WHAT IS BEING ASKED: Give the data again in full, exactly as written below.

THE INPUT:
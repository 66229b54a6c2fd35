//! Static catalog definitions and the read-only oracle seams.
//!
//! Catalog rows live in an external read-only store; the core never
//! writes them. The oracle traits here are what the runtime implements
//! over whatever backs that store (built-in tables in tests, loaded
//! files in tools).

use crate::loot::RollSpec;
use crate::quest::QuestDefinition;
use crate::state::{Currency, StatVector};

/// Rarity tier of a catalog entry.
#[derive(Clone, Copy, Debug, PartialEq, Eq, Hash)]
#[cfg_attr(feature = "serde", derive(serde::Serialize, serde::Deserialize))]
pub enum Rarity {
    Free,
    Common,
    Uncommon,
    Rare,
    Epic,
    Legendary,
}

impl Rarity {
    /// Shop price rule for main artifacts of this rarity.
    ///
    /// `None` means free (only the `Free` tier).
    pub const fn price(&self) -> Option<Price> {
        match self {
            Self::Free => None,
            Self::Common => Some(Price::new(Currency::Shards, 300)),
            Self::Uncommon => Some(Price::new(Currency::Crystals, 1)),
            Self::Rare => Some(Price::new(Currency::Crystals, 3)),
            Self::Epic => Some(Price::new(Currency::Cores, 1)),
            Self::Legendary => Some(Price::new(Currency::Cores, 3)),
        }
    }
}

/// An amount of one currency.
#[derive(Clone, Copy, Debug, PartialEq, Eq)]
#[cfg_attr(feature = "serde", derive(serde::Serialize, serde::Deserialize))]
pub struct Price {
    pub currency: Currency,
    pub amount: u64,
}

impl Price {
    pub const fn new(currency: Currency, amount: u64) -> Self {
        Self { currency, amount }
    }
}

impl core::fmt::Display for Price {
    fn fmt(&self, f: &mut core::fmt::Formatter<'_>) -> core::fmt::Result {
        write!(f, "{} {}", self.amount, self.currency)
    }
}

/// Weapon costs are stored as one raw number: values below 1 are shard
/// prices scaled by 1000, whole values are crystal prices.
pub fn weapon_price(raw_cost: f64) -> Price {
    if raw_cost > 0.0 && raw_cost < 1.0 {
        Price::new(Currency::Shards, (raw_cost * 1000.0).round() as u64)
    } else {
        Price::new(Currency::Crystals, raw_cost.max(0.0).floor() as u64)
    }
}

/// Purchasable loot container.
#[derive(Clone, Debug, PartialEq, Eq)]
#[cfg_attr(feature = "serde", derive(serde::Serialize, serde::Deserialize))]
pub struct ChestDefinition {
    pub id: u32,
    pub name: String,
    pub rarity: Rarity,
    /// `None` means the chest opens free of charge.
    pub price: Option<Price>,
    pub roll: RollSpec,
}

/// Main-shop artifact row with a fixed stat payload.
#[derive(Clone, Debug, PartialEq, Eq)]
#[cfg_attr(feature = "serde", derive(serde::Serialize, serde::Deserialize))]
pub struct ArtifactDefinition {
    pub id: u32,
    pub name: String,
    pub rarity: Rarity,
    pub stats: StatVector,
    pub base_level: u32,
}

impl ArtifactDefinition {
    /// Shop price derived from the rarity rule.
    pub fn price(&self) -> Option<Price> {
        self.rarity.price()
    }
}

/// Chest drop-pool row; stats are rolled at open time, not stored here.
#[derive(Clone, Debug, PartialEq, Eq)]
#[cfg_attr(feature = "serde", derive(serde::Serialize, serde::Deserialize))]
pub struct CraftArtifactDefinition {
    pub id: u32,
    pub category: String,
    pub name: String,
    pub base_level: u32,
}

/// Weapon-shop row.
#[derive(Clone, Debug, PartialEq)]
#[cfg_attr(feature = "serde", derive(serde::Serialize, serde::Deserialize))]
pub struct WeaponDefinition {
    pub id: u32,
    pub name: String,
    pub category: String,
    pub attack: i32,
    pub defense: i32,
    pub skill: Option<String>,
    /// Raw stored cost; see [`weapon_price`] for the charging rule.
    pub cost: f64,
}

impl WeaponDefinition {
    pub fn price(&self) -> Price {
        weapon_price(self.cost)
    }
}

/// Read-only access to chest rows.
pub trait ChestOracle: Send + Sync {
    fn chest(&self, id: u32) -> Option<ChestDefinition>;
    fn all_chests(&self) -> Vec<ChestDefinition>;
}

/// Read-only access to main artifact rows and the craft drop pool.
pub trait ArtifactOracle: Send + Sync {
    fn artifact(&self, id: u32) -> Option<ArtifactDefinition>;
    fn all_artifacts(&self) -> Vec<ArtifactDefinition>;

    /// The pool a chest open draws from. Must be non-empty for opens to
    /// succeed.
    fn craft_pool(&self) -> Vec<CraftArtifactDefinition>;
}

/// Read-only access to weapon rows.
pub trait WeaponOracle: Send + Sync {
    fn weapon(&self, id: u32) -> Option<WeaponDefinition>;
    fn all_weapons(&self) -> Vec<WeaponDefinition>;
}

/// Read-only access to quest definitions.
pub trait QuestOracle: Send + Sync {
    fn quest(&self, stage: u32) -> Option<QuestDefinition>;
    fn all_quests(&self) -> Vec<QuestDefinition>;
}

EXERCISE OUTPUT:
repository 66229b54a6c2fd35
//! Static catalog definitions and the read-only oracle seams.
//!
//! Catalog rows live in an external read-only store; the core never
//! writes them. The oracle traits here are what the runtime implements
//! over whatever backs that store (built-in tables in tests, loaded
//! files in tools).

use crate::loot::RollSpec;
use crate::quest::QuestDefinition;
use crate::state::{Currency, StatVector};

/// Rarity tier of a catalog entry.
#[derive(Clone, Copy, Debug, PartialEq, Eq, Hash)]
#[cfg_attr(feature = "serde", derive(serde::Serialize, serde::Deserialize))]
pub enum Rarity {
    Free,
    Common,
    Uncommon,
    Rare,
    Epic,
    Legendary,
}

impl Rarity {
    /// Shop price rule for main artifacts of this rarity.
    ///
    /// `None` means free (only the `Free` tier).
    pub const fn price(&self) -> Option<Price> {
        match self {
            Self::Free => None,
            Self::Common => Some(Price::new(Currency::Shards, 300)),
            Self::Uncommon => Some(Price::new(Currency::Crystals, 1)),
            Self::Rare => Some(Price::new(Currency::Crystals, 3)),
            Self::Epic => Some(Price::new(Currency::Cores, 1)),
            Self::Legendary => Some(Price::new(Currency::Cores, 3)),
        }
    }
}

/// An amount of one currency.
#[derive(Clone, Copy, Debug, PartialEq, Eq)]
#[cfg_attr(feature = "serde", derive(serde::Serialize, serde::Deserialize))]
pub struct Price {
    pub currency: Currency,
    pub amount: u64,
}

impl Price {
    pub const fn new(currency: Currency, amount: u64) -> Self {
        Self { currency, amount }
    }
}

impl core::fmt::Display for Price {
    fn fmt(&self, f: &mut core::fmt::Formatter<'_>) -> core::fmt::Result {
        write!(f, "{} {}", self.amount, self.currency)
    }
}

/// Weapon costs are stored as one raw number: values below 1 are shard
/// prices scaled by 1000, whole values are crystal prices.
pub fn weapon_price(raw_cost: f64) -> Price {
    if raw_cost > 0.0 && raw_cost < 1.0 {
        Price::new(Currency::Shards, (raw_cost * 1000.0).round() as u64)
    } else {
        Price::new(Currency::Crystals, raw_cost.max(0.0).floor() as u64)
    }
}

/// Purchasable loot container.
#[derive(Clone, Debug, PartialEq, Eq)]
#[cfg_attr(feature = "serde", derive(serde::Serialize, serde::Deserialize))]
pub struct ChestDefinition {
    pub id: u32,
    pub name: String,
    pub rarity: Rarity,
    /// `None` means the chest opens free of charge.
    pub price: Option<Price>,
    pub roll: RollSpec,
}

/// Main-shop artifact row with a fixed stat payload.
#[derive(Clone, Debug, PartialEq, Eq)]
#[cfg_attr(feature = "serde", derive(serde::Serialize, serde::Deserialize))]
pub struct ArtifactDefinition {
    pub id: u32,
    pub name: String,
    pub rarity: Rarity,
    pub stats: StatVector,
    pub base_level: u32,
}

impl ArtifactDefinition {
    /// Shop price derived from the rarity rule.
    pub fn price(&self) -> Option<Price> {
        self.rarity.price()
    }
}

/// Chest drop-pool row; stats are rolled at open time, not stored here.
#[derive(Clone, Debug, PartialEq, Eq)]
#[cfg_attr(feature = "serde", derive(serde::Serialize, serde::Deserialize))]
pub struct CraftArtifactDefinition {
    pub id: u32,
    pub category: String,
    pub name: String,
    pub base_level: u32,
}

/// Weapon-shop row.
#[derive(Clone, Debug, PartialEq)]
#[cfg_attr(feature = "serde", derive(serde::Serialize, serde::Deserialize))]
pub struct WeaponDefinition {
    pub id: u32,
    pub name: String,
    pub category: String,
    pub attack: i32,
    pub defense: i32,
    pub skill: Option<String>,
    /// Raw stored cost; see [`weapon_price`] for the charging rule.
    pub cost: f64,
}

impl WeaponDefinition {
    pub fn price(&self) -> Price {
        weapon_price(self.cost)
    }
}

/// Read-only access to chest rows.
pub trait ChestOracle: Send + Sync {
    fn chest(&self, id: u32) -> Option<ChestDefinition>;
    fn all_chests(&self) -> Vec<ChestDefinition>;
}

/// Read-only access to main artifact rows and the craft drop pool.
pub trait ArtifactOracle: Send + Sync {
    fn artifact(&self, id: u32) -> Option<ArtifactDefinition>;
    fn all_artifacts(&self) -> Vec<ArtifactDefinition>;

    /// The pool a chest open draws from. Must be non-empty for opens to
    /// succeed.
    fn craft_pool(&self) -> Vec<CraftArtifactDefinition>;
}

/// Read-only access to weapon rows.
pub trait WeaponOracle: Send + Sync {
    fn weapon(&self, id: u32) -> Option<WeaponDefinition>;
    fn all_weapons(&self) -> Vec<WeaponDefinition>;
}

/// Read-only access to quest definitions.
pub trait QuestOracle: Send + Sync {
    fn quest(&self, stage: u32) -> Option<QuestDefinition>;
    fn all_quests(&self) -> Vec<QuestDefinition>;
}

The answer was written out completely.